Entries taken from a collection:
»»

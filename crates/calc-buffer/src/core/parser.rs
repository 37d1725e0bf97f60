//! Tokenizer and recursive descent parser for buffer expressions

use crate::core::{CalcError, CalcResult, Operation};

/// Token types from lexical analysis
#[derive(Debug, Clone, PartialEq)]
pub enum Token {
    /// Numeric literal
    Number(f64),
    /// Operator (binary, or unary for `+`/`-`)
    Operator(Operation),
    /// Left parenthesis
    LeftParen,
    /// Right parenthesis
    RightParen,
}

/// Abstract Syntax Tree node
#[derive(Debug, Clone, PartialEq)]
pub enum AstNode {
    /// Numeric literal
    Number(f64),
    /// Binary operation
    BinaryOp {
        /// Left operand
        left: Box<AstNode>,
        /// Operator
        op: Operation,
        /// Right operand
        right: Box<AstNode>,
    },
    /// Unary negation
    Negate(Box<AstNode>),
}

impl AstNode {
    /// Creates a new number node
    #[must_use]
    pub fn number(value: f64) -> Self {
        Self::Number(value)
    }

    /// Creates a new binary operation node
    #[must_use]
    pub fn binary(left: AstNode, op: Operation, right: AstNode) -> Self {
        Self::BinaryOp {
            left: Box::new(left),
            op,
            right: Box::new(right),
        }
    }

    /// Creates a new negation node
    #[must_use]
    pub fn negate(inner: AstNode) -> Self {
        Self::Negate(Box::new(inner))
    }
}

/// Tokenizer for converting expression strings to tokens
#[derive(Debug)]
pub struct Tokenizer<'a> {
    input: &'a str,
    pos: usize,
}

impl<'a> Tokenizer<'a> {
    /// Creates a new tokenizer for the given input
    #[must_use]
    pub fn new(input: &'a str) -> Self {
        Self { input, pos: 0 }
    }

    /// Tokenizes the entire input
    pub fn tokenize(&mut self) -> CalcResult<Vec<Token>> {
        let mut tokens = Vec::new();
        while let Some(token) = self.next_token()? {
            tokens.push(token);
        }
        Ok(tokens)
    }

    /// Returns the next token, or None if at end of input
    pub fn next_token(&mut self) -> CalcResult<Option<Token>> {
        self.skip_whitespace();

        let Some(ch) = self.current_char() else {
            return Ok(None);
        };

        let token = match ch {
            '0'..='9' | '.' => self.read_number()?,
            '(' => {
                self.advance();
                Token::LeftParen
            }
            ')' => {
                self.advance();
                Token::RightParen
            }
            _ => match Operation::from_char(ch) {
                Some(op) => {
                    self.advance();
                    // `--` and `++` are increment/decrement, not two signs
                    if matches!(op, Operation::Add | Operation::Subtract)
                        && self.current_char() == Some(ch)
                    {
                        return Err(CalcError::parse(format!("Unexpected '{ch}{ch}'")));
                    }
                    Token::Operator(op)
                }
                None => {
                    return Err(CalcError::parse(format!("Unexpected character: '{ch}'")));
                }
            },
        };

        Ok(Some(token))
    }

    fn current_char(&self) -> Option<char> {
        self.input[self.pos..].chars().next()
    }

    fn advance(&mut self) {
        if let Some(ch) = self.current_char() {
            self.pos += ch.len_utf8();
        }
    }

    fn skip_whitespace(&mut self) {
        while let Some(ch) = self.current_char() {
            if ch.is_whitespace() {
                self.advance();
            } else {
                break;
            }
        }
    }

    fn read_number(&mut self) -> CalcResult<Token> {
        let start = self.pos;
        let mut has_dot = false;

        while let Some(ch) = self.current_char() {
            if ch.is_ascii_digit() {
                self.advance();
            } else if ch == '.' && !has_dot {
                has_dot = true;
                self.advance();
            } else {
                break;
            }
        }

        let num_str = &self.input[start..self.pos];
        // Leading zeros read as legacy octal literals
        if num_str.len() > 1
            && num_str.starts_with('0')
            && num_str[1..].starts_with(|c: char| c.is_ascii_digit())
        {
            return Err(CalcError::parse(format!("Leading zero in number: '{num_str}'")));
        }
        let value: f64 = num_str
            .parse()
            .map_err(|_| CalcError::parse(format!("Invalid number: '{num_str}'")))?;

        Ok(Token::Number(value))
    }
}

/// Recursive descent parser for expressions
///
/// Grammar:
/// ```text
/// expression ::= term (('+' | '-') term)*
/// term       ::= unary (('*' | '/') unary)*
/// unary      ::= ('-' | '+') unary | primary
/// primary    ::= NUMBER | '(' expression ')'
/// ```
///
/// Numbers may not carry leading zeros (`05`), and `--`/`++` without a
/// space between the signs is rejected.
#[derive(Debug)]
pub struct Parser {
    tokens: Vec<Token>,
    pos: usize,
}

impl Parser {
    /// Creates a new parser from tokens
    #[must_use]
    pub fn new(tokens: Vec<Token>) -> Self {
        Self { tokens, pos: 0 }
    }

    /// Parses a string expression into an AST
    pub fn parse_str(input: &str) -> CalcResult<AstNode> {
        let trimmed = input.trim();
        if trimmed.is_empty() {
            return Err(CalcError::EmptyExpression);
        }

        let tokens = Tokenizer::new(trimmed).tokenize()?;
        Self::new(tokens).parse()
    }

    /// Parses tokens into an AST, requiring every token to be consumed
    pub fn parse(&mut self) -> CalcResult<AstNode> {
        if self.tokens.is_empty() {
            return Err(CalcError::EmptyExpression);
        }

        let ast = self.parse_expression()?;

        if let Some(token) = self.current() {
            return Err(CalcError::parse(format!(
                "Unexpected token {token:?} at position {}",
                self.pos
            )));
        }

        Ok(ast)
    }

    fn current(&self) -> Option<&Token> {
        self.tokens.get(self.pos)
    }

    fn advance(&mut self) -> Option<&Token> {
        let token = self.tokens.get(self.pos);
        if token.is_some() {
            self.pos += 1;
        }
        token
    }

    /// Current token if it is a binary operator at `level`
    fn binary_operator(&self, level: u8) -> Option<Operation> {
        match self.current() {
            Some(Token::Operator(op)) if op.precedence() == level => Some(*op),
            _ => None,
        }
    }

    fn parse_expression(&mut self) -> CalcResult<AstNode> {
        let mut left = self.parse_term()?;

        while let Some(op) = self.binary_operator(Operation::Add.precedence()) {
            self.advance();
            let right = self.parse_term()?;
            left = AstNode::binary(left, op, right);
        }

        Ok(left)
    }

    fn parse_term(&mut self) -> CalcResult<AstNode> {
        let mut left = self.parse_unary()?;

        while let Some(op) = self.binary_operator(Operation::Multiply.precedence()) {
            self.advance();
            let right = self.parse_unary()?;
            left = AstNode::binary(left, op, right);
        }

        Ok(left)
    }

    fn parse_unary(&mut self) -> CalcResult<AstNode> {
        match self.current() {
            Some(Token::Operator(Operation::Subtract)) => {
                self.advance();
                Ok(AstNode::negate(self.parse_unary()?))
            }
            Some(Token::Operator(Operation::Add)) => {
                self.advance();
                self.parse_unary()
            }
            _ => self.parse_primary(),
        }
    }

    fn parse_primary(&mut self) -> CalcResult<AstNode> {
        let token = self
            .advance()
            .ok_or_else(|| CalcError::parse("Unexpected end of expression"))?;

        match token {
            Token::Number(n) => Ok(AstNode::number(*n)),
            Token::LeftParen => {
                let expr = self.parse_expression()?;
                match self.advance() {
                    Some(Token::RightParen) => Ok(expr),
                    Some(t) => Err(CalcError::parse(format!("Expected ')' but found {t:?}"))),
                    None => Err(CalcError::parse("Unclosed parenthesis")),
                }
            }
            _ => Err(CalcError::parse(format!("Unexpected token: {token:?}"))),
        }
    }
}
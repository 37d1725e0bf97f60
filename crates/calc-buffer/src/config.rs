//! Engine configuration
//!
//! Defaults reproduce the stock keypad: a 200 character buffer, `0` for an
//! empty display and `Error` after a failed evaluation. A JSON document may
//! override any subset of the fields.
//!
//! The capacity has a floor of [`EngineConfig::MIN_MAX_LENGTH`] so that a
//! result written back by `=` always fits in the buffer.

use std::fs;
use std::path::Path;

use serde::{Deserialize, Serialize};
use thiserror::Error;

/// Result type for configuration loading
pub type ConfigResult<T> = Result<T, ConfigError>;

/// Errors raised while loading an [`EngineConfig`]
#[derive(Debug, Error)]
pub enum ConfigError {
    /// Config file could not be read
    #[error("I/O error: {0}")]
    Io(#[from] std::io::Error),

    /// Config file is not valid JSON for this schema
    #[error("Invalid config JSON: {0}")]
    Json(#[from] serde_json::Error),

    /// Parsed but semantically invalid
    #[error("Invalid configuration: {message}")]
    Invalid {
        /// Error message
        message: String,
    },
}

impl ConfigError {
    /// Create an invalid-configuration error
    #[must_use]
    pub fn invalid(message: impl Into<String>) -> Self {
        Self::Invalid {
            message: message.into(),
        }
    }
}

/// Configuration for the expression buffer engine
#[derive(Debug, Clone, PartialEq, Eq, Serialize, Deserialize)]
#[serde(default)]
pub struct EngineConfig {
    /// Maximum number of characters the buffer may hold
    pub max_length: usize,
    /// Text shown after a failed evaluation
    pub error_marker: String,
    /// Text shown while the buffer is empty
    pub empty_marker: String,
}

impl Default for EngineConfig {
    fn default() -> Self {
        Self {
            max_length: Self::DEFAULT_MAX_LENGTH,
            error_marker: Self::DEFAULT_ERROR_MARKER.to_string(),
            empty_marker: Self::DEFAULT_EMPTY_MARKER.to_string(),
        }
    }
}

impl EngineConfig {
    /// Default buffer capacity in characters
    pub const DEFAULT_MAX_LENGTH: usize = 200;
    /// Default error marker
    pub const DEFAULT_ERROR_MARKER: &'static str = "Error";
    /// Default empty-display marker
    pub const DEFAULT_EMPTY_MARKER: &'static str = "0";
    /// Smallest accepted capacity; every formatted `f64` fits in it
    pub const MIN_MAX_LENGTH: usize = 32;

    /// Create a config with defaults
    #[must_use]
    pub fn new() -> Self {
        Self::default()
    }

    /// Set the buffer capacity
    #[must_use]
    pub const fn with_max_length(mut self, max_length: usize) -> Self {
        self.max_length = max_length;
        self
    }

    /// Set the error marker
    #[must_use]
    pub fn with_error_marker(mut self, marker: impl Into<String>) -> Self {
        self.error_marker = marker.into();
        self
    }

    /// Set the empty-display marker
    #[must_use]
    pub fn with_empty_marker(mut self, marker: impl Into<String>) -> Self {
        self.empty_marker = marker.into();
        self
    }

    /// Checks invariants that serde cannot express
    pub fn validate(&self) -> ConfigResult<()> {
        if self.max_length < Self::MIN_MAX_LENGTH {
            return Err(ConfigError::invalid(format!(
                "max_length must be at least {}, got {}",
                Self::MIN_MAX_LENGTH,
                self.max_length
            )));
        }
        Ok(())
    }

    /// Parse and validate a JSON document
    pub fn from_json(json: &str) -> ConfigResult<Self> {
        let config: Self = serde_json::from_str(json)?;
        config.validate()?;
        Ok(config)
    }

    /// Load and validate a JSON config file
    pub fn load(path: &Path) -> ConfigResult<Self> {
        let text = fs::read_to_string(path)?;
        let config = Self::from_json(&text)?;
        tracing::debug!(path = %path.display(), ?config, "loaded engine config");
        Ok(config)
    }

    /// Serialize to pretty JSON
    pub fn to_json(&self) -> ConfigResult<String> {
        Ok(serde_json::to_string_pretty(self)?)
    }
}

««

A copy of each line in the data above that holds the string "const" is needed.

RESPONSE AREA:
    pub const DEFAULT_MAX_LENGTH: usize = 200;
    pub const DEFAULT_ERROR_MARKER: &'static str = "Error";
    pub const DEFAULT_EMPTY_MARKER: &'static str = "0";
    pub const MIN_MAX_LENGTH: usize = 32;
    pub const fn with_max_length(mut self, max_length: usize) -> Self {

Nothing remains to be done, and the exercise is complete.